Né à Dakar en 1956, réalisateur vietnamo-guinéen vivant depuis son enfance à Montreuil, Mama Keita a réalisé plusieurs long-métrages ( Ragazzi en 1990, Le 11ème commandement en 1997, Le Fleuve en 2002, Le sourire du serpent en 2006 et en 2009, L’Absence, sélectionné au Festival de Rotterdam (Hollande) et prix du scénario au Fespaco 2009 (Burkina Faso).

Le prix du scénario du Fespaco récompense cette année L’absence, votre cinquième long-métrage. Vous vous considérez comme un scénariste aussi bien que comme un réalisateur ?

Je me suis toujours imaginé en "director", comme on dit aux Etats Unis, en réalisateur. Lorsque j’ai vu pour la première fois "America America" d’Elia Kazan, il y a un plan où on voit des montagnes et le réalisateur dit son nom : "My name is Elia Kazan". Cela m’a fasciné. Le film raconte l’histoire de sa famille, obligée de quitter l’Arménie après le massacre des Arméniens par l’armée turque. C’est son destin qu’il raconte. "My name is Elia Kazan". C’est moi. C’est mon histoire que je vous raconte. Avant même de savoir ce que cela recouvrait, j’avais ce fantasme d’être le metteur en scène qui convie les spectateurs à cette histoire d’amour qu’est le film. Il y a donc d’abord cette statue du commandeur. Je suis un cinéaste. Mon fantasme transcrit mon histoire en images et en sons. Et je suis très emmerdé de parler de scénario ! Parce que je suis attaché à l’image d’épinal du scénariste à sa table de travail. Cette image me fascine mais je suis incapable de cela. Je vagabonde, je suis celui qui n’a jamais l’impression de travailler. Je ne sue pas mes huit heures d’écriture quotidienne. J’ai plutôt l’impression d’être celui qui part avec son épuisette et son filet à papillons, dans les chemins de traverse. Celui dont on se dit : "il se livre juste à un passe-temps, à un hobbie". Et j’écris mieux lorsque j’ai l’impression de ne pas travailler.

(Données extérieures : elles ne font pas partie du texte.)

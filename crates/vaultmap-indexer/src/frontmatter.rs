//! YAML frontmatter extraction

use std::collections::{BTreeMap, BTreeSet};

use serde_json::Value;
use vaultmap_core::DocumentParseError;

/// Split a document into `(yaml, body)`. `None` when there is no complete
/// `---` delimited block at the very top.
pub fn split_frontmatter(text: &str) -> Option<(&str, &str)> {
    let text = text.strip_prefix('\u{feff}').unwrap_or(text);
    let mut lines = text.split_inclusive('\n');
    let first = lines.next()?;
    if first.trim_end() != "---" {
        return None;
    }

    let yaml_start = first.len();
    let mut offset = yaml_start;
    for line in lines {
        let trimmed = line.trim_end();
        if trimmed == "---" || trimmed == "..." {
            return Some((&text[yaml_start..offset], &text[offset + line.len()..]));
        }
        offset += line.len();
    }
    None
}

/// Parsed frontmatter as a key → JSON value mapping.
#[derive(Debug, Clone, Default, PartialEq)]
pub struct Frontmatter {
    pub fields: BTreeMap<String, Value>,
}

impl Frontmatter {
    pub fn parse(yaml: &str) -> Result<Self, DocumentParseError> {
        let value: serde_yaml::Value =
            serde_yaml::from_str(yaml).map_err(|e| DocumentParseError::InvalidFrontmatter(e.to_string()))?;

        let mapping = match value {
            serde_yaml::Value::Null => return Ok(Frontmatter::default()),
            serde_yaml::Value::Mapping(mapping) => mapping,
            _ => {
                return Err(DocumentParseError::InvalidFrontmatter(
                    "expected a key/value mapping".to_string(),
                ));
            }
        };

        let mut fields = BTreeMap::new();
        for (key, value) in mapping {
            let key = match key {
                serde_yaml::Value::String(s) => s,
                serde_yaml::Value::Number(n) => n.to_string(),
                serde_yaml::Value::Bool(b) => b.to_string(),
                other => {
                    tracing::debug!("Skipping non-scalar frontmatter key {:?}", other);
                    continue;
                }
            };
            match serde_json::to_value(&value) {
                Ok(json) => {
                    fields.insert(key, json);
                }
                Err(e) => tracing::debug!("Skipping frontmatter field '{}': {}", key, e),
            }
        }
        Ok(Frontmatter { fields })
    }

    pub fn get(&self, key: &str) -> Option<&Value> {
        self.fields.get(key)
    }

    /// The required `id`. Numbers are accepted and stringified.
    pub fn id(&self) -> Result<String, DocumentParseError> {
        match self.get("id") {
            None | Some(Value::Null) => Err(DocumentParseError::MissingId),
            Some(Value::String(s)) if !s.trim().is_empty() => Ok(s.trim().to_string()),
            Some(Value::Number(n)) => Ok(n.to_string()),
            Some(_) => Err(DocumentParseError::InvalidId),
        }
    }

    pub fn string(&self, key: &str) -> Option<String> {
        match self.get(key)? {
            Value::String(s) if !s.trim().is_empty() => Some(s.trim().to_string()),
            _ => None,
        }
    }

    /// A list field, written either as a YAML sequence or as a comma/space
    /// separated string.
    pub fn string_list(&self, key: &str) -> Vec<String> {
        let items: Vec<String> = match self.get(key) {
            Some(Value::Array(values)) => values
                .iter()
                .filter_map(|v| match v {
                    Value::String(s) => Some(s.clone()),
                    Value::Number(n) => Some(n.to_string()),
                    _ => None,
                })
                .collect(),
            Some(Value::String(s)) => s
                .split(|c: char| c == ',' || c.is_whitespace())
                .map(str::to_string)
                .collect(),
            _ => Vec::new(),
        };
        items
            .into_iter()
            .map(|s| s.trim().to_string())
            .filter(|s| !s.is_empty())
            .collect()
    }

    /// Normalized tags: lowercase, no leading `#`.
    pub fn tags(&self) -> BTreeSet<String> {
        self.string_list("tags")
            .into_iter()
            .chain(self.string_list("tag"))
            .map(|t| normalize_tag(&t))
            .filter(|t| !t.is_empty())
            .collect()
    }

    pub fn aliases(&self) -> Vec<String> {
        let mut aliases = self.string_list("aliases");
        if aliases.is_empty() {
            aliases = self.string_list("alias");
        }
        aliases
    }
}

/// Lowercase and strip leading `#`.
pub fn normalize_tag(tag: &str) -> String {
    tag.trim().trim_start_matches('#').to_lowercase()
}

#[cfg(test)]
mod tests {
    use super::*;

    #[test]
    fn splits_leading_block_only() {
        let (yaml, body) = split_frontmatter("---\nid: a\n---\n# Body\n").unwrap();
        assert_eq!(yaml, "id: a\n");
        assert_eq!(body, "# Body\n");

        assert!(split_frontmatter("# Title\n---\nid: a\n---\n").is_none());
        assert!(split_frontmatter("---\nid: a\nno closing fence\n").is_none());

        let (yaml, body) = split_frontmatter("---\r\nid: a\r\n...\r\nrest").unwrap();
        assert_eq!(yaml, "id: a\r\n");
        assert_eq!(body, "rest");
    }

    #[test]
    fn id_variants() {
        let fm = Frontmatter::parse("id: 42").unwrap();
        assert_eq!(fm.id().unwrap(), "42");

        let fm = Frontmatter::parse("title: x").unwrap();
        assert_eq!(fm.id(), Err(DocumentParseError::MissingId));

        let fm = Frontmatter::parse("id: '  '").unwrap();
        assert_eq!(fm.id(), Err(DocumentParseError::InvalidId));

        let fm = Frontmatter::parse("id: [a, b]").unwrap();
        assert_eq!(fm.id(), Err(DocumentParseError::InvalidId));

        let fm = Frontmatter::parse("").unwrap();
        assert_eq!(fm.id(), Err(DocumentParseError::MissingId));
    }

    #[test]
    fn tags_and_aliases() {
        let fm = Frontmatter::parse("tags: [Index, '#Hub']\naliases: Home Base").unwrap();
        let tags: Vec<_> = fm.tags().into_iter().collect();
        assert_eq!(tags, ["hub", "index"]);
        assert_eq!(fm.aliases(), ["Home", "Base"]);

        let fm = Frontmatter::parse("tags: project/active, reading\nalias:\n  - Start Here").unwrap();
        let tags: Vec<_> = fm.tags().into_iter().collect();
        assert_eq!(tags, ["project/active", "reading"]);
        assert_eq!(fm.aliases(), ["Start Here"]);
    }

    #[test]
    fn non_mapping_is_invalid() {
        assert!(matches!(
            Frontmatter::parse("- just\n- a list"),
            Err(DocumentParseError::InvalidFrontmatter(_))
        ));
        assert!(matches!(
            Frontmatter::parse("id: [unclosed"),
            Err(DocumentParseError::InvalidFrontmatter(_))
        ));
    }
}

Est-ce une satisfaction d’obtenir le prix du scénario au Fespaco pour L’absence ?

Les mauvais élèves sont toujours surpris quand ils obtiennent un prix, eux qui ont toujours été dans la situation de l’illégitimité. Assis au fond de la salle, passe-muraille, surtout, ne pas se faire remarquer par le professeur. Et soudain, tout le monde se tourne vers vous ! Cela donne une sensation d’imposture ! Ils m’ont attribué cette récompense, surtout, qu’ils ne découvrent pas que je suis un bricoleur ! Que je suis le Bernard Madoeuf du scénario ! C’est ainsi que je ne suis pas monté sur le podium pour prendre mon prix. C’est la posture de l’imposteur !

Pouvez vous alors raconter comment se passe le travail d’écriture ?

Je n’écris pas de manière traditionnelle. C’est très curieux, je n’ai pas d’idées sur le scénario, et même si je donne souvent des cours de scénario dans des ateliers, je n’ai pas de méthode. La manière dont j’écris est casse-gueule. Je n’ai pas de chronologie. Ecrire, ça m’emmerde ! C’est d’ailleurs pour cela que je n’écris pas pour les autres. Ecrire me fait souffrir. Je n’ai pas le goût d’écrire. Je ne suis pas un scénariste joyeux. Je suis obligé, contraint de prendre la plume, mais je n’ai pas le souvenir d’aller vers la machine à écrire avec joie.

Ma journée de travail se passe ainsi. Après le petit déjeuner, c’est la lecture des journaux. Je passe aussi des tonnes de coups de fil. C’est un début indispensable. Je reviens à un livre que j’ai laissé en plan... et voilà qu’il est midi, le frigo m’appelle. Ou bien, je sors me sustanter. Je reviens, il est 15 heures, et je n’ai pas écrit une ligne ! Je ne commence à écrire qu’à 20 heures. Mais c’est un processus et en fait, le travail commence dès mon réveil. Je m’impose une chose : il faut qu’au moins trois idées me viennent chaque jour. Une fois que j’ai pondu ces trois idées, je m’arrête instantanément, même quand je suis dans l’euphorie de la création ! J’ai une méthode de paresseux, de mauvais élève ! Une fois que le boulot est fait, on évacue, on passe à autre chose, on appelle un copain, on sort dîner. Mais cette alchimie fonctionne, et je suis le premier à m’en étonner.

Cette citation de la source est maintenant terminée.